Purpose: To evaluate the safety of an HER-2/neu intracellular domain (ICD) protein vaccine and to estimate whether vaccine dose impacts immunogenicity. Patients and Methods: Twenty-nine patients with HER-2/neu-overexpressing breast or ovarian cancer and with no evidence of disease after standard therapy received a low- (25 μg), intermediate- (150 μg), or high-dose (900 μg) HER-2/neu ICD protein vaccine. The vaccine was administered intradermally. monthly for 6 months, with granulocyte-macrophage colony-stimulating factor as an adjuvant. Toxicity and both cellular and humoral HER-2/neu-specific immunity was evaluated. Results: The vaccine was well tolerated. The majority of patients (89%) developed HER-2/neu ICD-specific T-cell immunity. The dose of vaccine did not predict the magnitude of the T-cell response. The majority of patients (82%) also developed HER-2/neu-specific immunoglobulin G antibody immunity. Vaccine dose did not predict magnitude or avidity of the HER-2/neu-specific humoral immune response.

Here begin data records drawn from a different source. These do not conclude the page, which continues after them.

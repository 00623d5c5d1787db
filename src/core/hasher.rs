//! 文件内容指纹（BLAKE3）

use crate::error::{Result, SyncError};
use std::io::{self, Read};
use std::path::Path;

/// 读取缓冲区大小
const BUFFER_SIZE: usize = 64 * 1024;

/// 流式计算内容 hash，返回 64 位小写十六进制字符串
pub fn hash_reader<R: Read>(mut reader: R) -> io::Result<String> {
    let mut hasher = blake3::Hasher::new();
    let mut buffer = vec![0u8; BUFFER_SIZE];

    loop {
        let bytes_read = match reader.read(&mut buffer) {
            Ok(0) => break,
            Ok(n) => n,
            Err(e) if e.kind() == io::ErrorKind::Interrupted => continue,
            Err(e) => return Err(e),
        };
        hasher.update(&buffer[..bytes_read]);
    }

    Ok(hasher.finalize().to_hex().to_string())
}

/// 计算文件 hash
pub fn hash_file(path: &Path) -> Result<String> {
    let file = std::fs::File::open(path).map_err(|source| SyncError::Hash {
        path: path.display().to_string(),
        source,
    })?;

    hash_reader(file).map_err(|source| SyncError::Hash {
        path: path.display().to_string(),
        source,
    })
}

#[cfg(test)]
mod tests {
    use super::*;

    struct FailingReader {
        served: bool,
    }

    impl Read for FailingReader {
        fn read(&mut self, buf: &mut [u8]) -> io::Result<usize> {
            if self.served {
                return Err(io::Error::new(io::ErrorKind::Other, "disk gone"));
            }
            self.served = true;
            buf[..4].copy_from_slice(b"data");
            Ok(4)
        }
    }

    #[test]
    fn test_hash_matches_one_shot() {
        let data = vec![7u8; BUFFER_SIZE * 3 + 17];
        let streamed = hash_reader(&data[..]).unwrap();
        assert_eq!(streamed, blake3::hash(&data).to_hex().to_string());
        assert_eq!(streamed.len(), 64);
        assert!(streamed.chars().all(|c| c.is_ascii_digit() || ('a'..='f').contains(&c)));
    }

    #[test]
    fn test_hash_deterministic() {
        let h1 = hash_reader(&b"hello world"[..]).unwrap();
        let h2 = hash_reader(&b"hello world"[..]).unwrap();
        let h3 = hash_reader(&b"hello there"[..]).unwrap();
        assert_eq!(h1, h2);
        assert_ne!(h1, h3);
    }

    #[test]
    fn test_read_error_returns_no_digest() {
        let result = hash_reader(FailingReader { served: false });
        assert!(result.is_err());
    }

    #[test]
    fn test_missing_file_is_hash_failure() {
        let dir = tempfile::tempdir().unwrap();
        let err = hash_file(&dir.path().join("missing.bin")).unwrap_err();
        assert!(matches!(err, SyncError::Hash { .. }));
    }
}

Time to development of detectable HER-2/neu-specific immunity, however, was significantly earlier for the high-versus low-dose vaccine group (P = .003). Over half the patients retained HER-2/neu-specific T-cell immunity 9 to 12 months after immunizations had ended. Conclusion: The HER-2/neu ICD protein vaccine was well tolerated and effective in eliciting HER-2/neu-specific T-cell and antibody immunity in the majority of breast and ovarian cancer patients who completed the vaccine regimen. Although the dose of vaccine did not impact the magnitude of T-cell or antibody immunity elicited, patients receiving the highest dose developed HER-2/neu-specific immunity more rapidly than those who received the lowest dose. © 2004 by American Society of Clinical Oncology.